━━ Dataset ━━
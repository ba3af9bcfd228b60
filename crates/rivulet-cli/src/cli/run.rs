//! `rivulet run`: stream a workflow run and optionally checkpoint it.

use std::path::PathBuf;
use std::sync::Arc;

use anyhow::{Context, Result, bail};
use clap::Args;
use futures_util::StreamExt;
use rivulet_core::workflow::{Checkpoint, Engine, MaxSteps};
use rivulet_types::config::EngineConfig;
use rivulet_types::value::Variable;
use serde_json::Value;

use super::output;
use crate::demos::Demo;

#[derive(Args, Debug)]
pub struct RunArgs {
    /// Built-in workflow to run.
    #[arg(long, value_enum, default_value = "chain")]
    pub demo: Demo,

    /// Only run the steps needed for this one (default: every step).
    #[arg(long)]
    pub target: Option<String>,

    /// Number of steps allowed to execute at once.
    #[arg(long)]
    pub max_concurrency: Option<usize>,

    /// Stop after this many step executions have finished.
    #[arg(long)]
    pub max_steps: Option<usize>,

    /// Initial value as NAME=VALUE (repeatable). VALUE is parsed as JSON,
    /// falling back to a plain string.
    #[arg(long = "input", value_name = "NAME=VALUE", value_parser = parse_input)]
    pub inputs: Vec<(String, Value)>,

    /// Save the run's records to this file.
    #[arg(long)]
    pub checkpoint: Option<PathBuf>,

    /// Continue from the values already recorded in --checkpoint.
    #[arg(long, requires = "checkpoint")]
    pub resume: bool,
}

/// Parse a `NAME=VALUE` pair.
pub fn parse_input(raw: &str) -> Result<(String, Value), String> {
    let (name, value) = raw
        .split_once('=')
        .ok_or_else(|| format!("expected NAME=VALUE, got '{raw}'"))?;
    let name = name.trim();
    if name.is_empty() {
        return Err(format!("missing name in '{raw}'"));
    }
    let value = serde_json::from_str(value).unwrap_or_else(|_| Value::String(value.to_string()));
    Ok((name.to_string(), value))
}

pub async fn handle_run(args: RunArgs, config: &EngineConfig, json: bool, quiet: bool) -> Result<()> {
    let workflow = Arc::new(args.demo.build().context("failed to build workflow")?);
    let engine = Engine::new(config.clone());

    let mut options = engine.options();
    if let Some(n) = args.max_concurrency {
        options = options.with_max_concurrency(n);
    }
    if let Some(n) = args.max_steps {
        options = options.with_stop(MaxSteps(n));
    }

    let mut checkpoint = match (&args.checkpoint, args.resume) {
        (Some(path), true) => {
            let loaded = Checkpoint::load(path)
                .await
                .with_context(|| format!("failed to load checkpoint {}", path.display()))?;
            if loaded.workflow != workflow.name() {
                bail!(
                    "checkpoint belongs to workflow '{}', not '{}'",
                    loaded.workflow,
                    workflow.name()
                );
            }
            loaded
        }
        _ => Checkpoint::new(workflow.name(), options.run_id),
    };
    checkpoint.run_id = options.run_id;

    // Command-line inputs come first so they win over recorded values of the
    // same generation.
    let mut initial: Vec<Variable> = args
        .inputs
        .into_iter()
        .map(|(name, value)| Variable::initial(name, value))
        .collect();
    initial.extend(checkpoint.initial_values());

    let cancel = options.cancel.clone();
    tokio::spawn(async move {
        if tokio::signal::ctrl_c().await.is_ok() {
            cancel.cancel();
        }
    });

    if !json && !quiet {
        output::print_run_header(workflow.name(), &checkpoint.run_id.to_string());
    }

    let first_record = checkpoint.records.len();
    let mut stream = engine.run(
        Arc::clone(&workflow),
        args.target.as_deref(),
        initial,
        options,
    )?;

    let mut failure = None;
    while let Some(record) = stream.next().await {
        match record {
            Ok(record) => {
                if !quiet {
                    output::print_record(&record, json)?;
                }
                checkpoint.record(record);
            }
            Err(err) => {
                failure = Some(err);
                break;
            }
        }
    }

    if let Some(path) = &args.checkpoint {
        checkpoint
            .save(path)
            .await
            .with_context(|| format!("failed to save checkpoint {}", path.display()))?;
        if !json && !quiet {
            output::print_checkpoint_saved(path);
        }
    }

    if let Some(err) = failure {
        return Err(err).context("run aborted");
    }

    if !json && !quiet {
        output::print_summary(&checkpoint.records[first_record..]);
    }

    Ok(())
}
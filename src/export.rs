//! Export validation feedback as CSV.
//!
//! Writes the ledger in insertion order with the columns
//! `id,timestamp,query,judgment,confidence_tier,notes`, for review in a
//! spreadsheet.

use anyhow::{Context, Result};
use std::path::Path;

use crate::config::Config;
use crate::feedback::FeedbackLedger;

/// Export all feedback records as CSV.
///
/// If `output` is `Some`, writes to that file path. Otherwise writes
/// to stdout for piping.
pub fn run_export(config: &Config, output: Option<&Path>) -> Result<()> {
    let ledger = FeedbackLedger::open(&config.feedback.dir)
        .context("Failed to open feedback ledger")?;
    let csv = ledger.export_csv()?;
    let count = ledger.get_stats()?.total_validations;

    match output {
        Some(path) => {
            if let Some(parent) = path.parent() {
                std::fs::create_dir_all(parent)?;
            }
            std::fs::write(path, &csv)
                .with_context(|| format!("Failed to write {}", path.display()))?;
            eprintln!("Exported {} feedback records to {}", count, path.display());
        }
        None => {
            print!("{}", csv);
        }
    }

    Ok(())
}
━━━
Problem to work on » Every entry should be retyped exactly as shown.

Response area »
repository ba3af9bcfd228b60
filename crates/rivulet-cli/src/cli/run.rs
//! `rivulet run`: stream a workflow run and optionally checkpoint it.

use std::path::PathBuf;
use std::sync::Arc;

use anyhow::{Context, Result, bail};
use clap::Args;
use futures_util::StreamExt;
use rivulet_core::workflow::{Checkpoint, Engine, MaxSteps};
use rivulet_types::config::EngineConfig;
use rivulet_types::value::Variable;
use serde_json::Value;

use super::output;
use crate::demos::Demo;

#[derive(Args, Debug)]
pub struct RunArgs {
    /// Built-in workflow to run.
    #[arg(long, value_enum, default_value = "chain")]
    pub demo: Demo,

    /// Only run the steps needed for this one (default: every step).
    #[arg(long)]
    pub target: Option<String>,

    /// Number of steps allowed to execute at once.
    #[arg(long)]
    pub max_concurrency: Option<usize>,

    /// Stop after this many step executions have finished.
    #[arg(long)]
    pub max_steps: Option<usize>,

    /// Initial value as NAME=VALUE (repeatable). VALUE is parsed as JSON,
    /// falling back to a plain string.
    #[arg(long = "input", value_name = "NAME=VALUE", value_parser = parse_input)]
    pub inputs: Vec<(String, Value)>,

    /// Save the run's records to this file.
    #[arg(long)]
    pub checkpoint: Option<PathBuf>,

    /// Continue from the values already recorded in --checkpoint.
    #[arg(long, requires = "checkpoint")]
    pub resume: bool,
}

/// Parse a `NAME=VALUE` pair.
pub fn parse_input(raw: &str) -> Result<(String, Value), String> {
    let (name, value) = raw
        .split_once('=')
        .ok_or_else(|| format!("expected NAME=VALUE, got '{raw}'"))?;
    let name = name.trim();
    if name.is_empty() {
        return Err(format!("missing name in '{raw}'"));
    }
    let value = serde_json::from_str(value).unwrap_or_else(|_| Value::String(value.to_string()));
    Ok((name.to_string(), value))
}

pub async fn handle_run(args: RunArgs, config: &EngineConfig, json: bool, quiet: bool) -> Result<()> {
    let workflow = Arc::new(args.demo.build().context("failed to build workflow")?);
    let engine = Engine::new(config.clone());

    let mut options = engine.options();
    if let Some(n) = args.max_concurrency {
        options = options.with_max_concurrency(n);
    }
    if let Some(n) = args.max_steps {
        options = options.with_stop(MaxSteps(n));
    }

    let mut checkpoint = match (&args.checkpoint, args.resume) {
        (Some(path), true) => {
            let loaded = Checkpoint::load(path)
                .await
                .with_context(|| format!("failed to load checkpoint {}", path.display()))?;
            if loaded.workflow != workflow.name() {
                bail!(
                    "checkpoint belongs to workflow '{}', not '{}'",
                    loaded.workflow,
                    workflow.name()
                );
            }
            loaded
        }
        _ => Checkpoint::new(workflow.name(), options.run_id),
    };
    checkpoint.run_id = options.run_id;

    // Command-line inputs come first so they win over recorded values of the
    // same generation.
    let mut initial: Vec<Variable> = args
        .inputs
        .into_iter()
        .map(|(name, value)| Variable::initial(name, value))
        .collect();
    initial.extend(checkpoint.initial_values());

    let cancel = options.cancel.clone();
    tokio::spawn(async move {
        if tokio::signal::ctrl_c().await.is_ok() {
            cancel.cancel();
        }
    });

    if !json && !quiet {
        output::print_run_header(workflow.name(), &checkpoint.run_id.to_string());
    }

    let first_record = checkpoint.records.len();
    let mut stream = engine.run(
        Arc::clone(&workflow),
        args.target.as_deref(),
        initial,
        options,
    )?;

    let mut failure = None;
    while let Some(record) = stream.next().await {
        match record {
            Ok(record) => {
                if !quiet {
                    output::print_record(&record, json)?;
                }
                checkpoint.record(record);
            }
            Err(err) => {
                failure = Some(err);
                break;
            }
        }
    }

    if let Some(path) = &args.checkpoint {
        checkpoint
            .save(path)
            .await
            .with_context(|| format!("failed to save checkpoint {}", path.display()))?;
        if !json && !quiet {
            output::print_checkpoint_saved(path);
        }
    }

    if let Some(err) = failure {
        return Err(err).context("run aborted");
    }

    if !json && !quiet {
        output::print_summary(&checkpoint.records[first_record..]);
    }

    Ok(())
}
filename src/export.rs
//! Export validation feedback as CSV.
//!
//! Writes the ledger in insertion order with the columns
//! `id,timestamp,query,judgment,confidence_tier,notes`, for review in a
//! spreadsheet.

use anyhow::{Context, Result};
use std::path::Path;

use crate::config::Config;
use crate::feedback::FeedbackLedger;

/// Export all feedback records as CSV.
///
/// If `output` is `Some`, writes to that file path. Otherwise writes
/// to stdout for piping.
pub fn run_export(config: &Config, output: Option<&Path>) -> Result<()> {
    let ledger = FeedbackLedger::open(&config.feedback.dir)
        .context("Failed to open feedback ledger")?;
    let csv = ledger.export_csv()?;
    let count = ledger.get_stats()?.total_validations;

    match output {
        Some(path) => {
            if let Some(parent) = path.parent() {
                std::fs::create_dir_all(parent)?;
            }
            std::fs::write(path, &csv)
                .with_context(|| format!("Failed to write {}", path.display()))?;
            eprintln!("Exported {} feedback records to {}", count, path.display());
        }
        None => {
            print!("{}", csv);
        }
    }

    Ok(())
}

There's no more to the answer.